[Saved data entries]

• • • •

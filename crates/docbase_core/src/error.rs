//! Error types for the document engine.

use crate::schema::ValidationError;
use thiserror::Error;

/// Result type for engine operations.
pub type EngineResult<T> = Result<T, EngineError>;

/// Errors that can occur in document engine operations.
#[derive(Debug, Error)]
pub enum EngineError {
    /// Storage backend error.
    #[error("storage error: {0}")]
    Storage(#[from] docbase_storage::StorageError),

    /// JSON encoding or decoding error.
    #[error("codec error: {0}")]
    Codec(#[from] serde_json::Error),

    /// The document violates the collection schema.
    #[error("validation failed: {0}")]
    Validation(#[from] ValidationError),

    /// A unique-field constraint would be violated by the write.
    #[error("unique constraint violation on field '{field}'")]
    UniqueConstraintViolation {
        /// The field carrying the constraint.
        field: String,
    },

    /// The requested document does not exist.
    #[error("document not found: {key} in collection '{collection}'")]
    NotFound {
        /// The collection searched.
        collection: String,
        /// The key that was not found.
        key: String,
    },

    /// A document with the same key already exists.
    #[error("duplicate key: {key}")]
    DuplicateKey {
        /// The conflicting key.
        key: String,
    },

    /// The request body or parameters are not usable.
    #[error("malformed request: {message}")]
    MalformedRequest {
        /// Description of the problem.
        message: String,
    },

    /// The tenant is unknown to the engine or soft-deleted.
    #[error("tenant unavailable: {tenant}")]
    TenantUnavailable {
        /// The tenant id.
        tenant: String,
    },
}

impl EngineError {
    /// Creates a unique constraint violation error.
    pub fn unique_violation(field: impl Into<String>) -> Self {
        Self::UniqueConstraintViolation {
            field: field.into(),
        }
    }

    /// Creates a not-found error.
    pub fn not_found(collection: impl Into<String>, key: impl Into<String>) -> Self {
        Self::NotFound {
            collection: collection.into(),
            key: key.into(),
        }
    }

    /// Creates a duplicate key error.
    pub fn duplicate_key(key: impl Into<String>) -> Self {
        Self::DuplicateKey { key: key.into() }
    }

    /// Creates a malformed request error.
    pub fn malformed_request(message: impl Into<String>) -> Self {
        Self::MalformedRequest {
            message: message.into(),
        }
    }

    /// Creates a tenant unavailable error.
    pub fn tenant_unavailable(tenant: impl Into<String>) -> Self {
        Self::TenantUnavailable {
            tenant: tenant.into(),
        }
    }
}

• • • •

» **ACTIVITY**
Above are some records; copy exactly the lines from the one with "or decoding error." through the one with "engine or soft-deleted.", both included, and no others.

» **RESULT BELOW**
    /// JSON encoding or decoding error.
    #[error("codec error: {0}")]
    Codec(#[from] serde_json::Error),

    /// The document violates the collection schema.
    #[error("validation failed: {0}")]
    Validation(#[from] ValidationError),

    /// A unique-field constraint would be violated by the write.
    #[error("unique constraint violation on field '{field}'")]
    UniqueConstraintViolation {
        /// The field carrying the constraint.
        field: String,
    },

    /// The requested document does not exist.
    #[error("document not found: {key} in collection '{collection}'")]
    NotFound {
        /// The collection searched.
        collection: String,
        /// The key that was not found.
        key: String,
    },

    /// A document with the same key already exists.
    #[error("duplicate key: {key}")]
    DuplicateKey {
        /// The conflicting key.
        key: String,
    },

    /// The request body or parameters are not usable.
    #[error("malformed request: {message}")]
    MalformedRequest {
        /// Description of the problem.
        message: String,
    },

    /// The tenant is unknown to the engine or soft-deleted.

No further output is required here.